The UK government has announced that mobile providers are to be banned from purchasing and using Huawei 5G tech by 31st December of this year.
Digital Secretary Oliver Dowden also revealed that UK mobile networks must completely remove all of Huawei’s 5G equipment kit from their networks by 2027 at the latest.
It’s no secret that Huawei’s involvement in mobile networks have become increasingly debated in the last year. In 2019, Trump imposed a ban which prevented Huawei from using Google’s Android operating system. The US government’s claims that Huawei’s involvement in 5G poses a strong security threat have been vehemently denied by Huawei officials.

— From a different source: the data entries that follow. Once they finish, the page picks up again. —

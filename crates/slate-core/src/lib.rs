//! Slate Core: run context, stage lifecycle engine and lifecycle events
//!
//! A run walks a fixed, ordered list of stages. Each stage goes
//! `pending → active → {blocked, completed, failed}`; a blocked stage only
//! becomes active again through an explicit resume. A handler error fails the
//! stage, marks the run `failed` and is returned to the caller.
//!
//! ```text
//! queued → scraping → personas → [segments] → maps → hooks → briefs
//!        → [ssr] → creative → [qa] → pack → done
//! ```
//!
//! Bracketed stages block for manual approval when autopilot is enabled.

pub mod clock;
pub mod context;
pub mod error;
pub mod events;
pub mod lifecycle;
pub mod snapshot;
pub mod stage;

pub use clock::{Clock, FixedClock, SystemClock};
pub use context::{RunContext, RunParams};
pub use error::LifecycleError;
pub use events::{EventRecorder, LifecycleEvent, LifecycleListener, RecordedEvent};
pub use lifecycle::{StageLifecycle, AUTOPILOT_PAUSE_REASON};
pub use snapshot::RunStateSnapshot;
pub use stage::{
    autopilot_gates, ParseStageError, RunStage, StageDefinition, StageHandler, StageProgress,
    StageStatus, DEFAULT_LIFECYCLE,
};

/// Re-exported so handler crates implement [`StageHandler`] with the same macro
pub use async_trait::async_trait;
//! Prometheus counters for lifecycle events, served on `/metrics`.
use prometheus::{Encoder, IntCounterVec, Opts, Registry, TextEncoder};
use slate_core::{LifecycleEvent, LifecycleListener, RunContext};

/// `slate_stage_events_total{event, stage}`, shared by every run of a store
#[derive(Clone)]
pub struct StageMetrics {
    registry: Registry,
    events: IntCounterVec,
}

impl StageMetrics {
    pub fn new() -> Result<Self, prometheus::Error> {
        let registry = Registry::new();
        let events = IntCounterVec::new(
            Opts::new("slate_stage_events_total", "Lifecycle events by event and stage"),
            &["event", "stage"],
        )?;
        registry.register(Box::new(events.clone()))?;
        Ok(Self { registry, events })
    }

    pub fn count(&self, event: &str, stage: &str) -> u64 {
        self.events.with_label_values(&[event, stage]).get()
    }

    pub fn encode(&self) -> Result<String, prometheus::Error> {
        encode(&self.registry)
    }
}

impl LifecycleListener for StageMetrics {
    fn on_event(&self, _context: &RunContext, event: &LifecycleEvent) {
        self.events
            .with_label_values(&[event.name(), event.stage().as_str()])
            .inc();
    }
}

pub fn encode(registry: &Registry) -> Result<String, prometheus::Error> {
    let encoder = TextEncoder::new();
    let mut buffer = Vec::new();
    encoder.encode(&registry.gather(), &mut buffer)?;
    Ok(String::from_utf8_lossy(&buffer).to_string())
}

Mr Dowden said of the ban: “This has not been an easy decision, but it is the right one for the UK telecoms networks, for our national security and our economy, both now and indeed in the long run.”
Huawei is very disappointed with the ban, and said the decision is ‘bad news for anyone in the UK with a mobile phone” and will “move Britain into the digital slow lane, push up bills and deepen the digital divide”.
But what effects will the ban have on consumers? Does it mean you can no longer use Huawei phones? Will it have an impact on the ongoing 5G rollout? Let’s take a look at what the Huawei 5G ban could mean for you.
Can I still use my Huawei smartphone?
Yes, you can still use your Huawei devices as normal. The ban will have no impact on how your smartphone works.
The ban is focused on the Huawei tech found in radio masts and the telephone exchanges the networks use to provide services, and not individual devices sold to consumers. So it has no impact on any Huawei devices you may have at home such as your tablets and smartphones.
They’ll continue to work as usual, and will continue to receive updates so there’s no need to worry.
However, the aforementioned Android ban does mean that Huawei products released after the ban was imposed in May 2019, such as the flagship P40 series, won’t come with Google services such as the Play Store, which has a big impact on the apps you may use on a daily basis. However, Huawei is working closely with app developers to create comparable apps and to bring existing apps to the Huawei App Gallery.
Will it affect the 5G rollout?
When it comes to getting 5G connections established throughout the UK, it looks like the ban may impact the current plans.
In fact, Digital Secretary Oliver Dowden admitted it could actually set the rollout back by "two to three years". This is because Vodafone, Three and EE’s 5G activations are all reliant on Huawei tech, and they’ll now need to source new equipment from another manufacturer.
As a result, areas that currently have 5G, like parts of London, will continue to have patchy service that’s nowhere near as fast as it could be, and areas that are still waiting for 5G to be switched on will have to wait even longer.
Will the ban affect home broadband?
The UK government has previously promised that the whole of the UK will have access to a gigabit broadband connection by 2025. This would require fibre cables being installed throughout the country, which is a pretty big task on its own.
But now that Huawei’s tech is no longer an option, this could take longer than originally planned.
As part of the ban, the National Cyber Security Centre (NCSC) has recommended that broadband providers don’t use Huawei’s fibre access equipment. At the moment, Nokia is the only other company that makes similar tech.
Shifting away from Huawei’s fibre tech isn’t a legal requirement just yet, and discussions between the government and broadband providers are set to take place to explore alternatives and solutions.
Huawei tech is also found in street cabinets, which help many people who are on slower internet connections access their service.
So if it comes to a point where Huawei fibre tech has to be written out of the plans, there may be a delay to the nationwide gigabit broadband target, as well as a costly replacement of existing street cabinets.
However, the removal of Huawei 5G tech needs to be completed by 2027, which does give ample time to hit the 2025 gigabit broadband target.
How much will this all cost? Will it lead to higher bills?
It’s currently too early to say how the Huawei 5G ban will impact your bills.
It’s estimated that the 5G ban could add a whopping £2 billion onto the cost of upgrading the country from 4G, and this is something that Huawei claims consumers will feel in the way of bigger bills.
However, some reports have suggested that mobile phone networks, including Vodafone, will attempt to offset some of the extra costs by asking the government to reduce the fees involved with purchasing airwaves that are needed to offer 5G connections.